### WORK TO BE COMPLETED
Give only the number of lines in the records that include the string "document".

** Opening GIVEN RECORDS block **

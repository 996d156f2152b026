//! Observation hooks for the resolution pipeline.
//!
//! The library never logs on its own. Callers that want to see what a
//! resolution is doing hand a [`ResolveObserver`] to the clients; the
//! [`TracingObserver`] forwards every event to `tracing`.

use crate::identifier::NormalizedIdentifier;
use std::error::Error;
use std::fmt;
use std::sync::Arc;
use url::Url;

/// A state transition inside one resolution call
#[derive(Debug, Clone, Copy)]
pub enum ResolveEvent<'a> {
    /// The normalizer ran; `normalized` is `None` for unresolvable input
    Normalized {
        candidate: &'a str,
        normalized: Option<&'a NormalizedIdentifier>,
    },

    /// A WebFinger document was fetched and parsed
    DiscoveryQueried {
        identifier: &'a NormalizedIdentifier,
        url: &'a Url,
    },

    /// Link selection finished; `href` is `None` when nothing matched
    LinkSelected {
        identifier: &'a NormalizedIdentifier,
        rel: Option<&'a str>,
        media_type: Option<&'a str>,
        href: Option<&'a str>,
    },

    /// The actor document was fetched and parsed
    ActorFetched { url: &'a Url },

    /// A network stage failed; `target` is the identifier or actor URL involved
    Failed {
        stage: ResolveStage,
        target: &'a str,
        error: &'a (dyn Error + 'static),
    },
}

/// The pipeline stage a [`ResolveEvent::Failed`] comes from
#[derive(Debug, Clone, Copy, PartialEq, Eq)]
pub enum ResolveStage {
    Discovery,
    Actor,
}

impl fmt::Display for ResolveStage {
    fn fmt(&self, f: &mut fmt::Formatter<'_>) -> fmt::Result {
        f.write_str(match self {
            ResolveStage::Discovery => "discovery",
            ResolveStage::Actor => "actor",
        })
    }
}

/// Receives [`ResolveEvent`]s as a resolution progresses
pub trait ResolveObserver: Send + Sync {
    fn observe(&self, event: &ResolveEvent<'_>);
}

/// Shared handle to an observer, as stored by the clients
pub type SharedObserver = Arc<dyn ResolveObserver>;

/// Observer that emits each event through `tracing`
#[derive(Debug, Clone, Copy, Default)]
pub struct TracingObserver;

impl ResolveObserver for TracingObserver {
    fn observe(&self, event: &ResolveEvent<'_>) {
        match event {
            ResolveEvent::Normalized {
                candidate,
                normalized,
            } => {
                tracing::trace!(
                    candidate = %candidate,
                    normalized = ?normalized.map(NormalizedIdentifier::as_str),
                    "Normalized identifier"
                );
            }
            ResolveEvent::DiscoveryQueried { identifier, url } => {
                tracing::debug!(identifier = %identifier, url = %url, "WebFinger document fetched");
            }
            ResolveEvent::LinkSelected {
                identifier,
                rel,
                media_type,
                href,
            } => {
                tracing::trace!(
                    identifier = %identifier,
                    rel = ?rel,
                    media_type = ?media_type,
                    href = ?href,
                    "Selected WebFinger link"
                );
            }
            ResolveEvent::ActorFetched { url } => {
                tracing::debug!(url = %url, "Actor document fetched");
            }
            ResolveEvent::Failed {
                stage,
                target,
                error,
            } => {
                tracing::debug!(stage = %stage, target = %target, error = %error, "Resolution failed");
            }
        }
    }
}

/// Optional observer slot used by the clients
#[derive(Clone, Default)]
pub(crate) struct ObserverSlot(Option<SharedObserver>);

impl ObserverSlot {
    pub(crate) fn new(observer: Option<SharedObserver>) -> Self {
        Self(observer)
    }

    pub(crate) fn emit(&self, event: ResolveEvent<'_>) {
        if let Some(observer) = &self.0 {
            observer.observe(&event);
        }
    }
}

impl fmt::Debug for ObserverSlot {
    fn fmt(&self, f: &mut fmt::Formatter<'_>) -> fmt::Result {
        f.write_str(if self.0.is_some() {
            "ObserverSlot(Some(..))"
        } else {
            "ObserverSlot(None)"
        })
    }
}

#[cfg(test)]
pub(crate) mod testing {
    use super::*;
    use std::sync::Mutex;

    /// Records a short label for every event it sees
    #[derive(Default)]
    pub(crate) struct RecordingObserver {
        pub(crate) events: Mutex<Vec<String>>,
    }

    impl RecordingObserver {
        pub(crate) fn labels(&self) -> Vec<String> {
            self.events.lock().unwrap().clone()
        }
    }

    impl ResolveObserver for RecordingObserver {
        fn observe(&self, event: &ResolveEvent<'_>) {
            let label = match event {
                ResolveEvent::Normalized {
                    normalized: Some(id),
                    ..
                } => format!("normalized:{}", id),
                ResolveEvent::Normalized {
                    candidate,
                    normalized: None,
                } => format!("unresolvable:{}", candidate),
                ResolveEvent::DiscoveryQueried { identifier, .. } => {
                    format!("discovery:{}", identifier)
                }
                ResolveEvent::LinkSelected { href, .. } => {
                    format!("link:{}", href.unwrap_or("-"))
                }
                ResolveEvent::ActorFetched { url } => format!("actor:{}", url),
                ResolveEvent::Failed { stage, target, .. } => {
                    format!("failed:{}:{}", stage, target)
                }
            };
            self.events.lock().unwrap().push(label);
        }
    }
}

** Closing GIVEN RECORDS block **

### ANSWER AREA
4